Michael Roy Williams mwilliam at ucalgary.ca
Wed Jun 8 20:35:26 PDT 2022

When Brian mention Jack Good, it brought back a lot of interesting memories.

When I was about 21 I toured through Europe and the Middle East and, when money was running short, I started for home in Canada.
I had visited a friend in Edinburgh and stayed in a very inexpensive set of digs for a couple of weeks. During that time my friend told me of a lecture that was going on that afternoon to be given by someone named Donald Michie. It was about how a bulldozer could learn to level hills if it was given a set of matchboxes containing marbles and one would be added or removed when it did something right or wrong (it was early 1965 and my first introduction to computer learning).

At the end of the lecture I went up to the front and Donald and I got to talking. Before long we noticed that we were the only two left in the room and he invited me to join him for supper in the Faculty Club. After several more hours of discussion he tried to convince me to come and work for him and do graduate work with him as supervisor. I thanked him and said I would think about it.

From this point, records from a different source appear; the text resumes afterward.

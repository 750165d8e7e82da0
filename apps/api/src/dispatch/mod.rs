// Email delivery: attachment resolution, the SMTP seam, and the dispatch
// engine that records every attempt in the email history.

pub mod attachments;
pub mod engine;
pub mod handlers;
pub mod transport;
mod config;
mod cover_letter;
mod db;
mod dispatch;
mod errors;
mod generation;
mod layout;
mod llm_client;
mod models;
mod profiles;
mod routes;
mod state;
mod store;

#[cfg(test)]
mod testing;

use anyhow::Result;
use aws_config::Region;
use aws_sdk_s3::config::Credentials;
use std::net::SocketAddr;
use std::sync::Arc;
use tower_http::{cors::CorsLayer, trace::TraceLayer};
use tracing::{info, warn};
use tracing_subscriber::{layer::SubscriberExt, util::SubscriberInitExt, EnvFilter};

use crate::config::Config;
use crate::db::create_pool;
use crate::dispatch::transport::SmtpMailer;
use crate::llm_client::GeminiClient;
use crate::routes::build_router;
use crate::state::AppState;
use crate::store::blob::S3BlobStore;
use crate::store::postgres::PgStore;

#[tokio::main]
async fn main() -> Result<()> {
    // Load configuration first; missing required env vars abort startup
    let config = Config::from_env()?;

    // Initialize structured logging
    tracing_subscriber::registry()
        .with(EnvFilter::try_from_default_env().unwrap_or_else(|_| {
            EnvFilter::new(format!("{}={}", env!("CARGO_PKG_NAME"), &config.rust_log))
        }))
        .with(tracing_subscriber::fmt::layer())
        .init();

    info!("Starting JobMailer API v{}", env!("CARGO_PKG_VERSION"));

    // Initialize PostgreSQL
    let db = create_pool(&config.database_url).await?;
    let records = Arc::new(PgStore::new(db));

    // Initialize S3 / MinIO
    let s3 = build_s3_client(&config).await;
    let blobs = Arc::new(S3BlobStore::new(s3, config.s3_bucket.clone()));
    info!("S3 client initialized (bucket: {})", config.s3_bucket);

    // Initialize text generation
    let generator = GeminiClient::new(config.gemini.clone())?;
    if config.gemini.api_key.is_none() {
        warn!("GEMINI_API_KEY not set; generated emails will use the template");
    }
    info!("Gemini client initialized (model: {})", generator.model());

    // Initialize SMTP
    let mailer = SmtpMailer::new(&config.smtp)?;
    if config.smtp.has_credentials() {
        info!(
            "SMTP transport initialized ({}:{})",
            config.smtp.host, config.smtp.port
        );
    } else {
        warn!("SMTP_USER / SMTP_PASSWORD not set; sends will be refused");
    }

    let state = AppState {
        profiles: records.clone(),
        requests: records.clone(),
        history: records,
        blobs,
        generator: Arc::new(generator),
        transport: Arc::new(mailer),
    };

    let app = build_router(state)
        .layer(TraceLayer::new_for_http())
        .layer(CorsLayer::permissive());

    let addr: SocketAddr = format!("0.0.0.0:{}", config.port).parse()?;
    info!("Listening on {addr}");

    let listener = tokio::net::TcpListener::bind(addr).await?;
    axum::serve(listener, app).await?;

    Ok(())
}

/// Constructs an S3 client configured for MinIO (local) or AWS (production).
async fn build_s3_client(config: &Config) -> aws_sdk_s3::Client {
    let credentials = Credentials::new(
        &config.aws_access_key_id,
        &config.aws_secret_access_key,
        None,
        None,
        "jobmailer-static",
    );

    let s3_config = aws_config::defaults(aws_config::BehaviorVersion::latest())
        .region(Region::new(config.s3_region.clone()))
        .credentials_provider(credentials)
        .endpoint_url(&config.s3_endpoint)
        .load()
        .await;

    let s3_config = aws_sdk_s3::config::Builder::from(&s3_config)
        .force_path_style(true)
        .build();

    aws_sdk_s3::Client::from_conf(s3_config)
}
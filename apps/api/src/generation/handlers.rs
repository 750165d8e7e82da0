//! Axum route handlers for email generation.

use axum::{extract::rejection::JsonRejection, extract::State, Json};
use serde::{Deserialize, Serialize};
use uuid::Uuid;

use crate::dispatch::handlers::recipient;
use crate::errors::AppError;
use crate::generation::generator::{
    generate_application_email, Applicant, GenerationOutcome, JobPosting,
};
use crate::models::profile::{non_empty, required, SkillList};
use crate::state::AppState;

const LEGACY_FALLBACK_WARNING: &str = "AI generation failed, using template email";
const PROFILE_FALLBACK_WARNING: &str = "AI generation failed, using enhanced template email";

// ────────────────────────────────────────────────────────────────────────────
// Request / Response types
// ────────────────────────────────────────────────────────────────────────────

#[derive(Debug, Default, Deserialize)]
#[serde(default)]
pub struct LegacyGenerateRequest {
    pub hr_email: Option<String>,
    pub company: Option<String>,
    pub role: Option<String>,
    pub name: Option<String>,
    pub skills: Option<SkillList>,
    pub job_description: Option<String>,
}

#[derive(Debug, Default, Deserialize)]
#[serde(default)]
pub struct ProfileGenerateRequest {
    pub profile_id: Option<Uuid>,
    pub hr_email: Option<String>,
    pub company: Option<String>,
    pub role: Option<String>,
    pub job_description: Option<String>,
}

#[derive(Debug, Serialize)]
pub struct GenerateResponse {
    pub status: &'static str,
    pub email_text: String,
    pub request_id: Uuid,
    #[serde(skip_serializing_if = "Option::is_none")]
    pub profile_id: Option<Uuid>,
    pub degraded: bool,
    #[serde(skip_serializing_if = "Option::is_none")]
    pub warning: Option<&'static str>,
    #[serde(skip_serializing_if = "Option::is_none")]
    pub reason: Option<String>,
}

impl GenerateResponse {
    fn from_outcome(
        outcome: GenerationOutcome,
        profile_id: Option<Uuid>,
        warning: &'static str,
    ) -> Self {
        Self {
            status: "success",
            email_text: outcome.body,
            request_id: outcome.request_id,
            profile_id,
            degraded: outcome.degraded,
            warning: outcome.degraded.then_some(warning),
            reason: outcome.reason,
        }
    }
}

// ────────────────────────────────────────────────────────────────────────────
// Handlers
// ────────────────────────────────────────────────────────────────────────────

/// POST /api/generate-email/
///
/// Legacy path: ad hoc name and skills, no stored profile.
pub async fn handle_generate_email(
    State(state): State<AppState>,
    body: Result<Json<LegacyGenerateRequest>, JsonRejection>,
) -> Result<Json<GenerateResponse>, AppError> {
    let Json(request) = body?;

    let hr_email = recipient(request.hr_email)?;
    let job = JobPosting {
        company: required(request.company, "company")?,
        role: required(request.role, "role")?,
        job_description: non_empty(request.job_description),
    };
    let name = required(request.name, "name")?;
    let skills = request
        .skills
        .filter(|s| !s.is_empty())
        .ok_or_else(|| AppError::missing_field("skills"))?;

    let outcome = generate_application_email(
        state.requests.as_ref(),
        state.generator.as_ref(),
        Applicant::Adhoc {
            name: &name,
            skills: &skills,
        },
        &job,
        &hr_email,
    )
    .await?;

    Ok(Json(GenerateResponse::from_outcome(
        outcome,
        None,
        LEGACY_FALLBACK_WARNING,
    )))
}

/// POST /api/generate-email-enhanced/
///
/// Profile-backed generation. The profile must exist.
pub async fn handle_generate_email_enhanced(
    State(state): State<AppState>,
    body: Result<Json<ProfileGenerateRequest>, JsonRejection>,
) -> Result<Json<GenerateResponse>, AppError> {
    let Json(request) = body?;

    let profile_id = request.profile_id.ok_or_else(|| {
        AppError::Validation(
            "profile_id is required. Please create a user profile first using /api/create-profile/"
                .to_string(),
        )
    })?;
    let (Some(hr_email), Some(company), Some(role)) = (
        non_empty(request.hr_email),
        non_empty(request.company),
        non_empty(request.role),
    ) else {
        return Err(AppError::Validation(
            "Missing required fields: hr_email, company, role".to_string(),
        ));
    };
    let hr_email = recipient(Some(hr_email))?;

    let profile = state
        .profiles
        .get(profile_id)
        .await?
        .ok_or_else(|| AppError::NotFound("User profile not found".to_string()))?;

    let job = JobPosting {
        company,
        role,
        job_description: non_empty(request.job_description),
    };

    let outcome = generate_application_email(
        state.requests.as_ref(),
        state.generator.as_ref(),
        Applicant::Profile(&profile),
        &job,
        &hr_email,
    )
    .await?;

    Ok(Json(GenerateResponse::from_outcome(
        outcome,
        Some(profile.id),
        PROFILE_FALLBACK_WARNING,
    )))
}
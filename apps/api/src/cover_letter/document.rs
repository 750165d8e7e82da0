//! Structured cover letter: ordered sections of styled paragraphs.
//!
//! Section order is fixed regardless of which details are supplied:
//! header → date → recipient → subject → greeting → introduction →
//! experience → interest → closing → signature.

use chrono::NaiveDate;
use serde::Deserialize;

use crate::cover_letter::RenderError;
use crate::generation::generator::JobPosting;
use crate::generation::text::excerpt;
use crate::models::profile::{non_empty, Profile};

/// Budget for override achievement text.
pub const ACHIEVEMENTS_CHARS: usize = 150;
/// Budget for the profile experience excerpt when no overrides are given.
pub const PROFILE_EXPERIENCE_CHARS: usize = 120;

const DEFAULT_RECIPIENT: &str = "Hiring Manager";
const DEFAULT_SKILLS: &str = "software development";
const DEFAULT_QUALITIES: &str = "technical skills and passion";

const CLOSING_TEXT: &str = "Please find my resume attached for your review. I would welcome the \
    opportunity to discuss how my background fits your needs. Thank you for considering my \
    application.";

// ────────────────────────────────────────────────────────────────────────────
// Data models
// ────────────────────────────────────────────────────────────────────────────

/// Optional per-letter details. Blank values count as absent.
#[derive(Debug, Clone, Default, PartialEq, Deserialize)]
#[serde(default)]
pub struct CoverLetterDetails {
    pub recipient_name: Option<String>,
    pub company_address: Option<String>,
    pub company_city_state_zip: Option<String>,
    pub previous_company: Option<String>,
    pub key_skills: Option<String>,
    pub specific_achievements: Option<String>,
    pub company_interest: Option<String>,
    pub personal_qualities: Option<String>,
}

impl CoverLetterDetails {
    pub fn normalized(self) -> Self {
        Self {
            recipient_name: non_empty(self.recipient_name),
            company_address: non_empty(self.company_address),
            company_city_state_zip: non_empty(self.company_city_state_zip),
            previous_company: non_empty(self.previous_company),
            key_skills: non_empty(self.key_skills),
            specific_achievements: non_empty(self.specific_achievements),
            company_interest: non_empty(self.company_interest),
            personal_qualities: non_empty(self.personal_qualities),
        }
    }

    fn has_experience_overrides(&self) -> bool {
        self.previous_company.is_some()
            || self.key_skills.is_some()
            || self.specific_achievements.is_some()
    }
}

#[derive(Debug, Clone, Copy, PartialEq, Eq)]
pub enum ParagraphStyle {
    /// 16pt bold, centered.
    Title,
    /// 14pt bold.
    Heading,
    /// 10pt regular.
    Normal,
}

#[derive(Debug, Clone, Copy, PartialEq, Eq)]
pub enum SectionKind {
    Header,
    Date,
    Recipient,
    Subject,
    Greeting,
    Introduction,
    Experience,
    Interest,
    Closing,
    Signature,
}

/// One styled paragraph. Each entry of `lines` starts on a new line and is
/// word-wrapped independently; an empty entry is a blank line.
#[derive(Debug, Clone, PartialEq)]
pub struct Paragraph {
    pub style: ParagraphStyle,
    pub lines: Vec<String>,
}

impl Paragraph {
    fn normal(lines: Vec<String>) -> Self {
        Self {
            style: ParagraphStyle::Normal,
            lines,
        }
    }
}

#[derive(Debug, Clone, PartialEq)]
pub struct Section {
    pub kind: SectionKind,
    pub paragraphs: Vec<Paragraph>,
    /// Extra vertical space after the section, in points.
    pub spacing_after_pt: f32,
}

#[derive(Debug, Clone, PartialEq)]
pub struct CoverLetter {
    pub sections: Vec<Section>,
}

impl CoverLetter {
    pub fn section(&self, kind: SectionKind) -> Option<&Section> {
        self.sections.iter().find(|s| s.kind == kind)
    }

    /// Every text line in document order, before wrapping.
    pub fn lines(&self) -> impl Iterator<Item = &str> {
        self.sections
            .iter()
            .flat_map(|s| s.paragraphs.iter())
            .flat_map(|p| p.lines.iter().map(String::as_str))
    }
}

// ────────────────────────────────────────────────────────────────────────────
// Assembly
// ────────────────────────────────────────────────────────────────────────────

pub fn build_cover_letter(
    profile: &Profile,
    job: &JobPosting,
    details: &CoverLetterDetails,
    date: NaiveDate,
) -> Result<CoverLetter, RenderError> {
    let name = profile.name.trim();
    if name.is_empty() {
        return Err(RenderError::MissingField("name"));
    }
    let company = job.company.as_str();
    let role = job.role.as_str();
    let recipient = details.recipient_name.as_deref().unwrap_or(DEFAULT_RECIPIENT);

    let mut contact = vec![
        profile.location.clone(),
        profile.primary_email.clone(),
        profile.phone_number.clone(),
    ];
    let links = &profile.links;
    for (label, url) in [
        ("LinkedIn", &links.linkedin_url),
        ("GitHub", &links.github_url),
        ("Portfolio", &links.portfolio_url),
    ] {
        if let Some(url) = url {
            contact.push(format!("{label}: {url}"));
        }
    }

    let mut recipient_block = vec![recipient.to_string(), company.to_string()];
    recipient_block.extend(details.company_address.clone());
    recipient_block.extend(details.company_city_state_zip.clone());

    let sections = vec![
        Section {
            kind: SectionKind::Header,
            paragraphs: vec![
                Paragraph {
                    style: ParagraphStyle::Title,
                    lines: vec![name.to_string()],
                },
                Paragraph::normal(contact),
            ],
            spacing_after_pt: 15.0,
        },
        Section {
            kind: SectionKind::Date,
            paragraphs: vec![Paragraph::normal(vec![format_letter_date(date)])],
            spacing_after_pt: 10.0,
        },
        Section {
            kind: SectionKind::Recipient,
            paragraphs: vec![Paragraph::normal(recipient_block)],
            spacing_after_pt: 10.0,
        },
        Section {
            kind: SectionKind::Subject,
            paragraphs: vec![Paragraph {
                style: ParagraphStyle::Heading,
                lines: vec![format!("Subject: Application for the Position of {role}")],
            }],
            spacing_after_pt: 8.0,
        },
        body_section(SectionKind::Greeting, format!("Dear {recipient},")),
        body_section(SectionKind::Introduction, introduction(profile, job)),
        body_section(SectionKind::Experience, experience(profile, job, details)),
        body_section(SectionKind::Interest, interest(job, details)),
        Section {
            kind: SectionKind::Closing,
            paragraphs: vec![Paragraph::normal(vec![CLOSING_TEXT.to_string()])],
            spacing_after_pt: 12.0,
        },
        Section {
            kind: SectionKind::Signature,
            paragraphs: vec![Paragraph::normal(vec![
                "Sincerely,".to_string(),
                String::new(),
                name.to_string(),
            ])],
            spacing_after_pt: 0.0,
        },
    ];

    Ok(CoverLetter { sections })
}

fn body_section(kind: SectionKind, text: String) -> Section {
    Section {
        kind,
        paragraphs: vec![Paragraph::normal(vec![text])],
        spacing_after_pt: 6.0,
    }
}

/// "October 5, 2026".
pub fn format_letter_date(date: NaiveDate) -> String {
    date.format("%B %-d, %Y").to_string()
}

fn introduction(profile: &Profile, job: &JobPosting) -> String {
    let background = profile
        .education
        .field
        .as_deref()
        .unwrap_or(DEFAULT_SKILLS);
    format!(
        "I am writing to express my interest in the {} position at {}. With my background in \
         {background}, I am confident in my ability to contribute effectively to your team.",
        job.role, job.company
    )
}

fn experience(profile: &Profile, job: &JobPosting, details: &CoverLetterDetails) -> String {
    let profile_skills = profile.skills.programming_languages.to_string();
    let profile_skills = if profile_skills.is_empty() {
        DEFAULT_SKILLS.to_string()
    } else {
        profile_skills
    };

    let mut sentences = Vec::new();
    if details.has_experience_overrides() {
        let previous = details
            .previous_company
            .as_deref()
            .unwrap_or("my previous role");
        let skills = details.key_skills.as_deref().unwrap_or(&profile_skills);
        sentences.push(format!(
            "In my previous role at {previous}, I developed strong skills in {skills}."
        ));
        sentences.extend(
            details
                .specific_achievements
                .as_deref()
                .and_then(|a| excerpt(a, ACHIEVEMENTS_CHARS)),
        );
        sentences.push(format!(
            "I am enthusiastic about bringing my expertise to support {}'s goals.",
            job.company
        ));
    } else {
        sentences.push(format!(
            "In my professional experience, I developed strong skills in {profile_skills}."
        ));
        sentences.extend(excerpt(
            &profile.professional_experience,
            PROFILE_EXPERIENCE_CHARS,
        ));
        sentences.push(format!(
            "I am enthusiastic about contributing to {}'s success.",
            job.company
        ));
    }
    sentences.join(" ")
}

fn interest(job: &JobPosting, details: &CoverLetterDetails) -> String {
    let hook = match &details.company_interest {
        Some(interest) => interest.clone(),
        None => format!(
            "the chance to contribute to {}'s innovative projects",
            job.company
        ),
    };
    let qualities = details
        .personal_qualities
        .as_deref()
        .unwrap_or(DEFAULT_QUALITIES);
    format!(
        "What excites me most about this opportunity is {hook}. I am eager to bring my \
         {qualities} to your organization."
    )
}

/// `cover_letter_{name}_{company}_{role}.pdf`: spaces become underscores;
/// periods, commas and characters unsafe in a header or path are dropped.
pub fn cover_letter_filename(name: &str, company: &str, role: &str) -> String {
    fn clean(part: &str) -> String {
        part.trim()
            .chars()
            .filter_map(|c| match c {
                ' ' => Some('_'),
                '.' | ',' | '"' | '\'' | '/' | '\\' | ';' | ':' => None,
                c if c.is_control() => None,
                c => Some(c),
            })
            .collect()
    }
    format!(
        "cover_letter_{}_{}_{}.pdf",
        clean(name),
        clean(company),
        clean(role)
    )
}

I did think about it and wondered who might be able to give me some advice about Donald and his work. He had mentioned someone named Good at Oxford, so I began hitchhiking down there to see if I could find this Good chap. To make a long story short, I got caught in a torrential rain storm about 100 miles from Oxford in the middle of the night and was only saved by a kind truck driver who took pity on my and gave me a ride the rest of the way. He dropped me off in Oxford and gave me some hints as to where to look for the Good fellow. I eventually found him and a Porter at the College phoned to announce that a young man looking like a drowned rat was asking for him. I was then escorted to a nice room and told to wait until Good showed up and "please don’t sit on the good chairs until you dry out a bit".

Jack turned out to be a delight, got me some hot tea and stoked up a fire. He said he knew Donald well and told me a few things about him but was MUCH MORE quiet about how he knew him and what they had worked on (Donald himself had been relatively open about his time at Bletchley Park but, of course, left out most real information).

I eventually left Jack and never saw him again but was always thankful for the tea and fire that kept me from catching some serious illness.

When I got back to Canada I had a long talk with one of my undergraduate professors and explained what Donald had proposed and what Jack had told me. My mentor was of the opinion that I should be careful about accepting Donald's offer because it sounded (to him) as though Donald was actually looking for someone to program the Atlas computer for him and it would likely not be a good research project. We also discussed two other British graduate work options that I had been offered and I finally decided to go to Glasgow - it worked out well.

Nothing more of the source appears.